I have mixed feelings about this framing by Dr Bang, but I value his insights more because of the deep rooted and long experience he has working in Gadchiroli, Maharashtra. He reasons –
So what we learned is that COVID-19 management in India as a whole—there are 700 districts and there are nearly 700,000 villages—each district and each village is different. So a monolithic arrangement, and administration from taking decisions about every detail about every human being, was absolutely inappropriate. And few medical experts, though they may be very intelligent, very competent, cannot be as intelligent and competent as to govern 140 crore people.
Looking at the containment plan, it can be seen how Dr Bang’s suggestion could have improved its effectiveness.

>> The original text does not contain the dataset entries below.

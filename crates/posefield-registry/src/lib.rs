//! `posefield-registry` – latest-known-state store for sensor devices.
//!
//! # Modules
//!
//! - [`registry`] – [`DeviceRegistry`][registry::DeviceRegistry]: merges
//!   partial sensor updates into per-device records and hands the live
//!   subset to the relaxation engine.
//! - [`staleness`] – the liveness predicate that decides which devices are
//!   eligible for physics each frame.

pub mod registry;
pub mod staleness;

pub use registry::DeviceRegistry;
pub use staleness::{DEFAULT_MAX_AGE_MS, is_live};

On limits of decentralisation, Nachiket Mor’s diagnosis is compelling too-
“Now, this balance has to be struck well, if we go the other extreme, and let the community figure this out, I would submit to you, you will get the kind of variation in response that you saw on COVID-19. The challenge for us in India is that partly, perhaps it is, you know, all of the broader issues that were raised earlier. But it’s also that we have not built the comprehensive primary care system that is necessary. So while we are anxious that perhaps an excessively centralised direction is being given, the reality on the ground is that communities are being left to their own devices. There isn’t really that much care available to them today, so they don’t actually see that centralisation play out, except when it’s a national decision, like a national lockdown, where people are forced to migrate. And in fact, it is communities operating on their own, trying to do the best they can, unfortunately.
We see elements of both playing out in the country at the moment. The containment plans, response mechanisms, coordination committees, task forces… all of these above all needed an acknowledgement that the pandemic’s threat is real. That it can mean serious harm, which it has.
Poverty of a nation is not just about per capita income. That is less important. In case of India it is impoverishment of its governance, administration and leadership. It is also true that its 1.3 billion holds other possibilities too.